We got to the hospital shortly before 9AM and found a space in the Feinstein lot, a blessing to two gals who hated city parking. It was a short walk to the hospital entrance, each of us carrying a tote bag of yarn projects. We’d logged enough hours in waiting rooms to know the drill of unexpected complications.

“Everyone we know is praying,” Bonnie reminded me as we ascended to the 20th floor. We counted off four churches and one synagogue where people were gathered this morning, more than 200 persons. Bonnie and I had made phone calls to prayer chains at 8PM last night, when information from Hahnemann informed us of Ron’s deteriorating condition and the need for the heart procedure.
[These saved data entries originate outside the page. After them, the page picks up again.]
//! Container group lifecycle abstraction layer
//!
//! The write side of the environment: bringing compose services up and down
//! and launching one-off setup containers.

use async_trait::async_trait;
use std::fmt;
use std::sync::{Arc, Mutex};

use crate::error::{common, Result};

/// A container started for a single command and removed when it exits
#[derive(Debug, Clone, PartialEq, Eq)]
pub struct OneOffCommand {
    pub service: String,
    pub command: String,
    pub args: Vec<String>,
    pub labels: Vec<String>,
    pub env: Vec<(String, String)>,
    pub volumes: Vec<String>,
}

impl OneOffCommand {
    pub fn new(service: impl Into<String>, command: impl Into<String>) -> Self {
        Self {
            service: service.into(),
            command: command.into(),
            args: Vec::new(),
            labels: Vec::new(),
            env: Vec::new(),
            volumes: Vec::new(),
        }
    }

    pub fn arg(mut self, arg: impl Into<String>) -> Self {
        self.args.push(arg.into());
        self
    }

    pub fn args<I, S>(mut self, args: I) -> Self
    where
        I: IntoIterator<Item = S>,
        S: Into<String>,
    {
        self.args.extend(args.into_iter().map(Into::into));
        self
    }

    pub fn label(mut self, label: impl Into<String>) -> Self {
        self.labels.push(label.into());
        self
    }

    pub fn env(mut self, key: impl Into<String>, value: impl Into<String>) -> Self {
        self.env.push((key.into(), value.into()));
        self
    }

    pub fn volume(mut self, volume: impl Into<String>) -> Self {
        self.volumes.push(volume.into());
        self
    }
}

impl fmt::Display for OneOffCommand {
    fn fmt(&self, f: &mut fmt::Formatter<'_>) -> fmt::Result {
        write!(f, "{} {}", self.service, self.command)?;
        for arg in &self.args {
            write!(f, " {}", arg)?;
        }
        Ok(())
    }
}

/// Trait for driving a compose project
#[async_trait]
pub trait ComposeLifecycle: Send + Sync {
    /// Start services detached; an empty list means every declared service
    async fn up(&self, services: &[String]) -> Result<()>;

    /// Launch a detached one-off container that removes itself on exit
    async fn run_one_off(&self, command: &OneOffCommand) -> Result<()>;

    /// Print the logs of the given services
    async fn logs(&self, services: &[String]) -> Result<()>;

    /// Stop everything and remove volumes, local images and orphans
    async fn down(&self) -> Result<()>;

    /// Remove stopped service containers
    async fn rm(&self) -> Result<()>;

    /// Hand the arguments to the compose CLI attached to this terminal
    async fn passthrough(&self, args: &[String]) -> Result<i32>;
}

/// One call made against a [`RecordingLifecycle`]
#[derive(Debug, Clone, PartialEq, Eq)]
pub enum LifecycleCall {
    Up(Vec<String>),
    Run(OneOffCommand),
    Logs(Vec<String>),
    Down,
    Rm,
    Passthrough(Vec<String>),
}

/// Lifecycle mock that records calls and can be told to fail on the n-th one
#[derive(Clone, Default)]
pub struct RecordingLifecycle {
    calls: Arc<Mutex<Vec<LifecycleCall>>>,
    fail_on_call: Arc<Mutex<Option<usize>>>,
}

impl RecordingLifecycle {
    pub fn new() -> Self {
        Self::default()
    }

    /// Make the call with this zero-based index return an error
    pub fn failing_on(self, index: usize) -> Self {
        *self.fail_on_call.lock().unwrap() = Some(index);
        self
    }

    pub fn calls(&self) -> Vec<LifecycleCall> {
        self.calls.lock().unwrap().clone()
    }

    fn record(&self, call: LifecycleCall) -> Result<()> {
        let mut calls = self.calls.lock().unwrap();
        let index = calls.len();
        let description = format!("{:?}", call);
        calls.push(call);

        if *self.fail_on_call.lock().unwrap() == Some(index) {
            return Err(common::command_failed(&description, 1, "scripted failure"));
        }
        Ok(())
    }
}

#[async_trait]
impl ComposeLifecycle for RecordingLifecycle {
    async fn up(&self, services: &[String]) -> Result<()> {
        self.record(LifecycleCall::Up(services.to_vec()))
    }

    async fn run_one_off(&self, command: &OneOffCommand) -> Result<()> {
        self.record(LifecycleCall::Run(command.clone()))
    }

    async fn logs(&self, services: &[String]) -> Result<()> {
        self.record(LifecycleCall::Logs(services.to_vec()))
    }

    async fn down(&self) -> Result<()> {
        self.record(LifecycleCall::Down)
    }

    async fn rm(&self) -> Result<()> {
        self.record(LifecycleCall::Rm)
    }

    async fn passthrough(&self, args: &[String]) -> Result<i32> {
        self.record(LifecycleCall::Passthrough(args.to_vec()))?;
        Ok(0)
    }
}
I’d been to 2056 before, but hospitals are a rabbit warren of mazes; it took us a few minutes to find Ron’s room. He was sleeping when we entered, hooked to various wires and monitors. It was an all-too familiar sight.

“He looks better,” I said as I touched his cheek. “His color has improved.” Bonnie took her father’s hand. Ron’s eyes opened.

“Hi, “  I said. “We made it. Even though Bonnie got us lost.”

“Not lost,” said my daughter. “Delayed. But I made up for it by speeding.”

Just then, two white-coated figures entered the room. “Ah, you made it on time,” said Dr. Fletcher, a man I had met on Friday. “We’re getting him ready for the procedure now.” He bent over the telemetry machine to read the tape. “Hmmm” he said. He looked up and smiled.

“What?” I asked.

“Well,” said Dr. Fletcher,” it appears that Mr. Cobourn’s heart has converted to normal rhythm. The blood thinners must have worked.”

Bonnie and I grinned at each other. “We had everyone we know praying,” we said. “His heart had a lot of help.”

Dr. Fletcher smiled. “Perhaps the blood thinners AND prayer did the trick. Well, I’ll go call the OR and cancel.”  He and his white-coated companion left.

“I feel better,” said Ron.

“A lot of prayer,” I said. The three of us chatted for a few minutes. Ron was anxious for some breakfast now that there would be no surgery.

Dr. Fletcher poked his head back into the room. “I checked the tape again,” he said. “When did you ladies say all the prayer happened?”

“Around 8 last evening,” we said.

Dr. Fletcher grinned. “His heart rhythm began to convert around 9PM.”

The power of prayer is never to be underestimated. “God still has a plan for you,” I told my husband. Bonnie began to send out happy texts to our prayer warriors.

“Well, my plan,” he said, “is to eat.”

We still have issues to solve. The blood thinner lowers Ron’s blood pressure, but his heart might need the help. And while the ketamine treatments seem to help the pain issues, they affect his blood pressure, too.
But these are issues for another day.

Because, thanks to God, there will be another day.